Giornata contrastata per i listini asiatici: a Tokyo Nikkei in rialzo di circa lo 0,80%, mentre flettono sia Shnaghai, a – 0,21%, e Hong Kong, dove l’Hang Seng perde circa lo 0,50%. In Cina crescono i preparativi per il Capodanno cinese (inizierà il 22 gennaio): nel primo giorno di ingressi “liberi”, sono stati contatti, solo negli aeroporti, 250.000 nuovi arrivi dall’estero.
Futures negativi questa mattina sui mercati europei e statunitense, con cali tra lo 0,20 e lo 0,70%, con l’Europa più debole.

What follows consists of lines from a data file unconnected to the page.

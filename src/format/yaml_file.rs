//! YAML adapter (Chart.yaml, pubspec.yaml)

use crate::field;
use crate::format::traits::{FormatAdapter, FormatError, Locator, ensure_trailing_newline};
use crate::format::types::FileFormat;

pub struct YamlAdapter;

impl FormatAdapter for YamlAdapter {
    fn format(&self) -> FileFormat {
        FileFormat::Yaml
    }

    fn read(&self, content: &str, locator: Locator<'_>) -> Result<String, FormatError> {
        let address = locator.field(FileFormat::Yaml)?;
        let tree: serde_yaml::Value = serde_yaml::from_str(content)?;
        Ok(field::get_scalar(&tree, address)?)
    }

    fn write(
        &self,
        content: &str,
        locator: Locator<'_>,
        new_value: &str,
    ) -> Result<String, FormatError> {
        let address = locator.field(FileFormat::Yaml)?;
        let mut tree: serde_yaml::Value = serde_yaml::from_str(content)?;
        field::set(&mut tree, address, new_value)?;
        Ok(ensure_trailing_newline(serde_yaml::to_string(&tree)?))
    }
}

Ieri segnali di ripresa per tutte le materie prime, con il rame ai massimi degli ultimi 6 mesi, e il petrolio sostenuto. Questa mattina invecve prevalgono le vendite, con il WTI a $ 74,36 (- 0,47%) e il gas naturale Usa a $ 3,725 (- 4,88%).
Oro ai massimi da 8 mesi ($ 1.877,50), in leggera flessione questa mattina.
Buon recupero dello spread, passato ieri a 194 bp, stabile questa mattina.
Rendimento del BTP sotto il 4,25%.
Treasury Usa stabile a 3,52%.
In rafforzamento l’€, con €/$ a 1,0726.
In ripresa le criptovalute, con il bitcoin che “valica” la resistenza dei $ 17.000 (17.195,50).
Ps: clamoroso in Svizzera. In quella che da sempre è ritenuto il Paese in cui, per eccellenza, si “preservano” i risparmi (anche se, negli ultimi anni, con la fine del “segreto bancario”, questa caratteristica sembra venuta un po’ meno), la Banca Nazionale ha comunicato perdite per oltre 132 MD di Franchi Svizzeri. La più alta della sua storia centenaria. Perdita che sarebbe stata di ben 142MD se l’ultimo trimestre non avesse portato un risultato positivo per 10 MD di CHF. Perdite che fanno “a pugni”, peraltro, con la situazione economica del Paese, che a fine 2022 aveva una disoccupazione del 2,2% e un’inflazione del 2,8%. Numeri da far impallidire l’Italia del boom economico (lasciamo perdere gli attuali…).